//! Single-pass input sequences
//!
//! Every input source, sync or async, goes through the same pull
//! interface: ask for the next item, get `None` once exhausted.

use std::sync::atomic::{AtomicBool, AtomicUsize, Ordering};

use async_trait::async_trait;
use futures::stream::{self, Stream, StreamExt};
use tokio::sync::Mutex;

/// A pull-based, single-pass source of items
///
/// Implemented for every `Stream + Unpin + Send`. Plain iterators become
/// sequences through [`from_iter`]; pinned streams through `Box::pin`.
#[async_trait]
pub trait Sequence: Send {
    /// Item produced by the sequence
    type Item: Send;

    /// Next item, or `None` once exhausted
    async fn pull(&mut self) -> Option<Self::Item>;
}

#[async_trait]
impl<S> Sequence for S
where
    S: Stream + Unpin + Send,
    S::Item: Send,
{
    type Item = S::Item;

    async fn pull(&mut self) -> Option<Self::Item> {
        self.next().await
    }
}

/// Turn an iterator into a sequence
pub fn from_iter<I>(iter: I) -> stream::Iter<I::IntoIter>
where
    I: IntoIterator,
{
    stream::iter(iter)
}

/// One sequence cursor shared between concurrent pullers
///
/// Each pull runs inside a single critical section, so no two pullers ever
/// receive the same item and none is skipped. Once the sequence reports
/// exhaustion it is never polled again.
pub struct SharedSequence<S> {
    cursor: Mutex<Cursor<S>>,
    pulled: AtomicUsize,
}

struct Cursor<S> {
    sequence: S,
    exhausted: bool,
}

impl<S: Sequence> SharedSequence<S> {
    /// Wrap a sequence for shared pulling
    pub fn new(sequence: S) -> Self {
        Self {
            cursor: Mutex::new(Cursor {
                sequence,
                exhausted: false,
            }),
            pulled: AtomicUsize::new(0),
        }
    }

    /// Pull the next item
    pub async fn pull(&self) -> Option<S::Item> {
        let mut cursor = self.cursor.lock().await;
        self.advance(&mut cursor).await
    }

    /// Pull the next item unless `halted` is set
    ///
    /// The flag is read after the cursor lock is acquired, so a puller that
    /// was already waiting when the flag went up gets nothing.
    pub async fn pull_unless(&self, halted: &AtomicBool) -> Option<S::Item> {
        let mut cursor = self.cursor.lock().await;
        if halted.load(Ordering::Acquire) {
            return None;
        }
        self.advance(&mut cursor).await
    }

    async fn advance(&self, cursor: &mut Cursor<S>) -> Option<S::Item> {
        if cursor.exhausted {
            return None;
        }
        let item = Sequence::pull(&mut cursor.sequence).await;
        match item {
            Some(_) => {
                self.pulled.fetch_add(1, Ordering::Relaxed);
            }
            None => cursor.exhausted = true,
        }
        item
    }

    /// Number of items handed out so far
    pub fn pulled(&self) -> usize {
        self.pulled.load(Ordering::Relaxed)
    }

    /// Whether the sequence has reported exhaustion
    pub async fn is_exhausted(&self) -> bool {
        self.cursor.lock().await.exhausted
    }

    /// Recover the underlying sequence
    pub fn into_inner(self) -> S {
        self.cursor.into_inner().sequence
    }
}

#[cfg(test)]
mod tests {
    use super::*;

    #[tokio::test]
    async fn test_iterator_sequence_is_single_pass() {
        let mut sequence = from_iter(vec![1, 2]);
        assert_eq!(sequence.pull().await, Some(1));
        assert_eq!(sequence.pull().await, Some(2));
        assert_eq!(sequence.pull().await, None);
        assert_eq!(sequence.pull().await, None);
    }

    #[tokio::test]
    async fn test_async_stream_sequence() {
        let mut sequence = Box::pin(stream::unfold(0u32, |n| async move {
            tokio::task::yield_now().await;
            (n < 3).then_some((n, n + 1))
        }));

        let mut seen = Vec::new();
        while let Some(item) = sequence.pull().await {
            seen.push(item);
        }
        assert_eq!(seen, vec![0, 1, 2]);
    }

    #[tokio::test]
    async fn test_shared_sequence_hands_out_each_item_once() {
        let shared = SharedSequence::new(from_iter(0..50));

        let pullers = (0..4).map(|_| async {
            let mut mine = Vec::new();
            while let Some(item) = shared.pull().await {
                mine.push(item);
                tokio::task::yield_now().await;
            }
            mine
        });
        let mut all: Vec<i32> = futures::future::join_all(pullers)
            .await
            .into_iter()
            .flatten()
            .collect();

        all.sort_unstable();
        assert_eq!(all, (0..50).collect::<Vec<_>>());
        assert_eq!(shared.pulled(), 50);
    }

    #[tokio::test]
    async fn test_shared_sequence_never_polls_after_exhaustion() {
        // unfold panics if polled again after yielding None
        let shared = SharedSequence::new(Box::pin(stream::unfold(0u32, |n| async move {
            (n < 2).then_some((n, n + 1))
        })));

        assert_eq!(shared.pull().await, Some(0));
        assert_eq!(shared.pull().await, Some(1));
        assert_eq!(shared.pull().await, None);
        assert!(shared.is_exhausted().await);
        assert_eq!(shared.pull().await, None);
        assert_eq!(shared.pull().await, None);
        assert_eq!(shared.pulled(), 2);
    }

    #[tokio::test]
    async fn test_concurrent_pullers_on_exhausted_stream() {
        let shared = SharedSequence::new(Box::pin(stream::unfold(0u32, |n| async move {
            tokio::task::yield_now().await;
            (n < 5).then_some((n, n + 1))
        })));

        let pullers = (0..4).map(|_| async {
            let mut count = 0;
            while shared.pull().await.is_some() {
                count += 1;
            }
            count
        });
        let total: usize = futures::future::join_all(pullers).await.into_iter().sum();
        assert_eq!(total, 5);
    }

    #[tokio::test]
    async fn test_pull_unless_checks_flag_inside_lock() {
        let shared = SharedSequence::new(from_iter(0..3));
        let halted = AtomicBool::new(false);

        assert_eq!(shared.pull_unless(&halted).await, Some(0));
        halted.store(true, Ordering::Release);
        assert_eq!(shared.pull_unless(&halted).await, None);
        assert_eq!(shared.pulled(), 1);
        // Unconditional pulls still see the remaining items
        assert_eq!(shared.pull().await, Some(1));
    }
}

#### [DIRECTIONS]
Your response should contain each line of the entries above that holds the string "futures".

#### [RESPONSE FOR THIS EXERCISE]
use futures::stream::{self, Stream, StreamExt};
        let mut all: Vec<i32> = futures::future::join_all(pullers)
        let total: usize = futures::future::join_all(pullers).await.into_iter().sum();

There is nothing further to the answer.